Building trust is a long-term challenge, but improving financial services providers’ capacity and ambition to reach large scale, especially with mobile wallet account ownership, can be addressed in the shorter term; Ghana is a strong success story for this tactic.
Exponential growth in Ghana’s financial inclusion numbers – from 40% in 2014 to 58% in 2017 – was powered solely by mobile banking; in comparison Pakistan’s financial inclusion grew just 8 percentage points in the same period.
Ghana’s success was strongly aided by policy makers that kept an open mind by allowing new players to participate in the provision of financial services and providing space for experimentation and forming person-to-government (P2G) mobile payment flows to encourage usage.
In Pakistan, regulators, post 2015, have been supportive of mobile money institutions, but there is a real lack of P2G payment via mobile concept.
In February 2016, JazzCash (then Mobicash) launched a mobile passport payment product in partnership with the Directorate General of Immigration & Passports (DGI&P) and the National Bank of Pakistan (NBP).
The agreement for this product was signed with DGI&P first and shared with the State Bank of Pakistan.
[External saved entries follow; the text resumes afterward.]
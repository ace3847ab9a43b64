use colored::Colorize;
use comfy_table::{Cell, Table};

use crate::cli::{cleaned_batch, print_json};
use crate::error::Result;
use crate::fmt::{amount, pct};
use crate::reports;

fn balance_cell(val: f64) -> Cell {
    if val >= 0.0 {
        Cell::new(amount(val).green())
    } else {
        Cell::new(amount(val).red())
    }
}

pub fn categories(file: &str, json: bool) -> Result<()> {
    let (_, batch) = cleaned_batch(file, None)?;
    let data = reports::aggregate_by_category(batch.cleaned());
    if json {
        return print_json(&data);
    }

    let mut table = Table::new();
    table.set_header(vec!["Category", "Amount", "%", "Count", "Average"]);
    let mut total = 0.0;
    for cat in &data {
        total += cat.total;
        table.add_row(vec![
            Cell::new(cat.name.as_str().bold()),
            Cell::new(amount(cat.total)),
            Cell::new(pct(cat.pct)),
            Cell::new(cat.count),
            Cell::new(amount(cat.average)),
        ]);
        for sub in &cat.secondaries {
            table.add_row(vec![
                Cell::new(format!("  {}", sub.name)),
                Cell::new(amount(sub.total)),
                Cell::new(pct(sub.pct)),
                Cell::new(sub.count),
                Cell::new(amount(sub.average)),
            ]);
        }
    }
    table.add_row(vec![
        Cell::new("Total".bold()),
        Cell::new(amount(total)),
        Cell::new(""),
        Cell::new(""),
        Cell::new(""),
    ]);
    println!("Expenses by category\n{table}");
    Ok(())
}

pub fn accounts(file: &str, json: bool) -> Result<()> {
    let (_, batch) = cleaned_batch(file, None)?;
    let data = reports::aggregate_by_account(batch.cleaned());
    if json {
        return print_json(&data);
    }

    let mut table = Table::new();
    table.set_header(vec!["Account", "Income", "Expense", "Balance", "Count"]);
    for a in &data {
        table.add_row(vec![
            Cell::new(&a.account),
            Cell::new(amount(a.income)),
            Cell::new(amount(a.expense)),
            balance_cell(a.balance),
            Cell::new(a.count),
        ]);
    }
    println!("Accounts\n{table}");
    Ok(())
}

pub fn months(file: &str, json: bool) -> Result<()> {
    let (_, batch) = cleaned_batch(file, None)?;
    let data = reports::aggregate_by_month(batch.cleaned());
    if json {
        return print_json(&data);
    }

    let mut table = Table::new();
    table.set_header(vec!["Month", "Income", "Expense", "Balance", "Count"]);
    for m in &data {
        table.add_row(vec![
            Cell::new(&m.label),
            Cell::new(amount(m.income)),
            Cell::new(amount(m.expense)),
            balance_cell(m.balance),
            Cell::new(m.count),
        ]);
    }
    let income: f64 = data.iter().map(|m| m.income).sum();
    let expense: f64 = data.iter().map(|m| m.expense).sum();
    table.add_row(vec![
        Cell::new("Total".bold()),
        Cell::new(amount(income)),
        Cell::new(amount(expense)),
        balance_cell(income - expense),
        Cell::new(data.iter().map(|m| m.count).sum::<usize>()),
    ]);
    println!("Monthly flows\n{table}");
    Ok(())
}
DGI&P also got a written approval from Ministry of Interior after which the contract between NBP and DG Passports was signed at NADRA HQ in the presence of then Interior Minister.
The initiative aimed to increase customer satisfaction by reducing the time it takes to submit a passport application and increase operational efficiency by reducing the number of people queuing at NBP branches and passport centres.
An effective pilot solution made use of by many in the twin cities – close to 15,000 monthly transactions – was soon scaled-up nationwide through other mobile banking services e.g. Easypaisa and UPaisa.
Passport fee service became the first nationwide P2G service and aided in putting an end to corruption both within the government and the rackets that operated privately. This digital service quickly become user heavy in various cities, as it offered convenience to the users, who no longer had to stand in long queues to pay their passport fee. This led to an increased number of empowered mobile money users and encouraged similar public-private partnerships for other government services.
However, at the start of 2019, this service was abruptly brought to a standstill. The necessary protocols remained unarticulated by the government and rolled back the impact the service aimed to create. The opportunity cost to both the government and society is huge.
The abrupt closure of this effective payment solution has affected the common folk and dedicated internal passport fee service teams and has also shaken the confidence of mobile banking institutions working to forge similar partnerships to facilitate P2G payments. Currently there are other mandates like KPK services commission, Islamabad Traffic Police and Karachi Police Department, where JazzCash and Easypaisa are following a similar arrangement.
It is imperative to understand that digitizing P2G payments is the key in nudging the majority of the 160 million mobile users towards mobile banking channels, thus improving on the country’s miserable financial inclusion figures. Such a move also holds significant benefits for governments, consumers and businesses, in the form of alleviated costs, greater convenience and overall safety of transactions.
The Pakistan government’s Vision 2025 includes e-governance, e-commerce and e-services showcasing a strong affinity towards digitizing P2G payments, but to achieve its goals, there needs to be a greater element of trust and maneuverability amongst key government departments and the mobile financial players in the market.